If my 3-year-old asks to run out into the street to get a ball in front of an oncoming car, there’s no way I’ll let him do it. No matter what kind of fit he pitches. I love him too much. Likewise, God is the all-seeing authority on what’s best for my family.
4. This, too, is a time for gratitude and generosity.
After the layoff, We wrestled with questions like, “Should we tithe if we don’t expect to be able to pay our mortgage?”
God answers in Malachi, “Bring the full tithe into the storehouse … and thereby put me to the test, says the Lord of hosts, if I will not open the windows of heaven for you and pour down for you a blessing until there is no more need” (3:10).
Even in that time of holding my breath while I balanced our checkbook, our family had more than the vast majority of the world: A comfortable home, full stomachs of fresh food, clean clothing, a vehicle, medical care, a college education, a safe neighborhood and nation, our health, and even more intangibles, like a thriving marriage. In our stricken state, our cup still overflowed.
Author H.U. Westermeyer remarked, “The Pilgrims made seven times more graves than huts. No Americans have been more impoverished than these who, nevertheless, set aside a day of thanksgiving.” Even times of utter poverty are times of praise and thanks—in fact, some of its purest forms (see Job 1:21).
5. Faith is highly prized by God.
God exalts people who trust Him despite their circumstances: Noah, who assumed the expense and labor to build a boat for an unseen flood. Abraham, who was asked to sacrifice his son. David, who surpassed the faith of the Israelite army as a child, defeating the giant Goliath and his army. Mary, who upon hearing life-altering news of her unwed pregnancy, replied, “Behold, I am the servant of the Lord; let it be to me according to your word” (Luke 1:38).
Will I have such an attitude—and such a reward—when God’s plans and timing for my family detour vastly from my own?

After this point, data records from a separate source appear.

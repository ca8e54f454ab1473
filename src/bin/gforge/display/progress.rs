use std::io::{self, Write};
use std::sync::atomic::{AtomicUsize, Ordering};
use std::time::{Duration, Instant};

use graph_forge::{MoleculeReport, PipelineObserver};
use indicatif::{ProgressBar, ProgressStyle};

const TICKS: &str = "⠋⠙⠹⠸⠼⠴⠦⠧⠇⠏";

pub struct StepSpinner {
    bar: Option<ProgressBar>,
    start: Instant,
    step: u8,
    total_steps: u8,
    step_start: Instant,
    description: String,
}

impl StepSpinner {
    pub fn new(total_steps: u8) -> Self {
        let now = Instant::now();
        Self {
            bar: None,
            start: now,
            step: 0,
            total_steps,
            step_start: now,
            description: String::new(),
        }
    }

    fn label(&self) -> String {
        format!("[{}/{}] {}", self.step, self.total_steps, self.description)
    }

    pub fn step(&mut self, description: &str) {
        self.clear();
        self.step += 1;
        self.step_start = Instant::now();
        self.description = description.to_string();

        let bar = ProgressBar::new_spinner();
        bar.set_style(
            ProgressStyle::default_spinner()
                .template("  {spinner:.cyan} {msg}")
                .expect("invalid template")
                .tick_chars(TICKS),
        );
        bar.enable_steady_tick(Duration::from_millis(80));
        bar.set_message(format!("{}...", self.label()));
        self.bar = Some(bar);
    }

    /// Swaps the step's spinner for a per-molecule bar.
    pub fn molecule_bar(&mut self) -> MoleculeBar {
        self.clear();
        let bar = ProgressBar::new(0);
        bar.set_style(
            ProgressStyle::default_bar()
                .template("  {spinner:.cyan} {prefix} [{bar:28.cyan/blue}] {pos}/{len} {wide_msg}")
                .expect("invalid template")
                .tick_chars(TICKS)
                .progress_chars("━╸ "),
        );
        bar.set_prefix(self.label());
        bar.enable_steady_tick(Duration::from_millis(80));
        MoleculeBar::with_bar(bar)
    }

    pub fn complete_step(&mut self, description: &str, substeps: &[&str]) {
        self.clear();

        let elapsed = self.step_start.elapsed();
        let mut stderr = io::stderr().lock();

        let _ = writeln!(
            stderr,
            "  \x1b[32m✓\x1b[0m {:<44} {:>5.1}s",
            description,
            elapsed.as_secs_f64()
        );
        for substep in substeps {
            let _ = writeln!(stderr, "      \x1b[2m·\x1b[0m {}", substep);
        }
    }

    pub fn finish(mut self, label: &str) {
        self.clear();
        print_footer(label, self.start.elapsed());
    }

    fn clear(&mut self) {
        if let Some(bar) = self.bar.take() {
            bar.finish_and_clear();
        }
    }
}

fn print_footer(label: &str, elapsed: Duration) {
    let mut stderr = io::stderr().lock();

    let _ = writeln!(stderr);
    let _ = writeln!(
        stderr,
        "  \x1b[2m╺━━━━━━━━━━━━━━━━━━━━━━━━━━━━━━━━━━━━━━━━━━━━━━━━━━━━━━╸\x1b[0m"
    );
    let _ = writeln!(stderr);
    let _ = writeln!(
        stderr,
        "  \x1b[32m✓\x1b[0m {:<20} {:>33}",
        label,
        format!("Total: {:.2}s", elapsed.as_secs_f64())
    );
    let _ = writeln!(stderr);
}

/// Observes a pipeline run; draws a bar when interactive.
pub struct MoleculeBar {
    bar: Option<ProgressBar>,
    failed: AtomicUsize,
}

impl MoleculeBar {
    pub fn hidden() -> Self {
        Self {
            bar: None,
            failed: AtomicUsize::new(0),
        }
    }

    fn with_bar(bar: ProgressBar) -> Self {
        Self {
            bar: Some(bar),
            failed: AtomicUsize::new(0),
        }
    }

    /// Clears the bar and returns how many molecules failed assignment.
    pub fn finish(self) -> usize {
        if let Some(bar) = &self.bar {
            bar.finish_and_clear();
        }
        self.failed.into_inner()
    }
}

impl PipelineObserver for MoleculeBar {
    fn run_started(&self, molecules: usize) {
        if let Some(bar) = &self.bar {
            bar.set_length(molecules as u64);
        }
    }

    fn molecule_done(&self, report: &MoleculeReport) {
        if !report.is_assigned() {
            self.failed.fetch_add(1, Ordering::Relaxed);
        }
        if let Some(bar) = &self.bar {
            bar.set_message(format!(
                "{} ({}/{} kept)",
                report.molecule_id, report.accepted, report.conformations
            ));
            bar.inc(1);
        }
    }
}

pub enum Progress {
    Interactive(StepSpinner),
    Silent,
}

impl Progress {
    pub fn new(interactive: bool, total_steps: u8) -> Self {
        if interactive {
            Self::Interactive(StepSpinner::new(total_steps))
        } else {
            Self::Silent
        }
    }

    pub fn step(&mut self, description: &str) {
        if let Self::Interactive(s) = self {
            s.step(description);
        }
    }

    pub fn molecule_bar(&mut self) -> MoleculeBar {
        match self {
            Self::Interactive(s) => s.molecule_bar(),
            Self::Silent => MoleculeBar::hidden(),
        }
    }

    pub fn complete_step(&mut self, description: &str, substeps: &[&str]) {
        if let Self::Interactive(s) = self {
            s.complete_step(description, substeps);
        }
    }

    pub fn finish(self, label: &str) {
        if let Self::Interactive(s) = self {
            s.finish(label);
        }
    }
}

6. “The things that are seen are transient, but the things that are unseen are eternal” (2 Corinthians 4:18).
Even in staggering setbacks, our daily lives are still simply a vessel for the true, lasting reality of eternity and of God’s great purposes. We will likely not remember in eternity whether we were able to keep our gym membership, continue on a career path, keep up with the Joneses, take a vacation, or go to the grocery store without biting our nails.
We will, however, see eternal results of financial stewardship, of allowing God to dictate His place and plan for us, of building family relationships whatever the occasion, and of trusting that God will care for our needs just as He feeds the sparrows or clothes the lilies without their striving (Matthew 6:25-34).
Your family will witness your response to hard times. Will you leave a pattern of righteousness, a home secure in love apart from performance—and a legacy of faith?
After all, the lessons for our families from a layoff can be, well, priceless.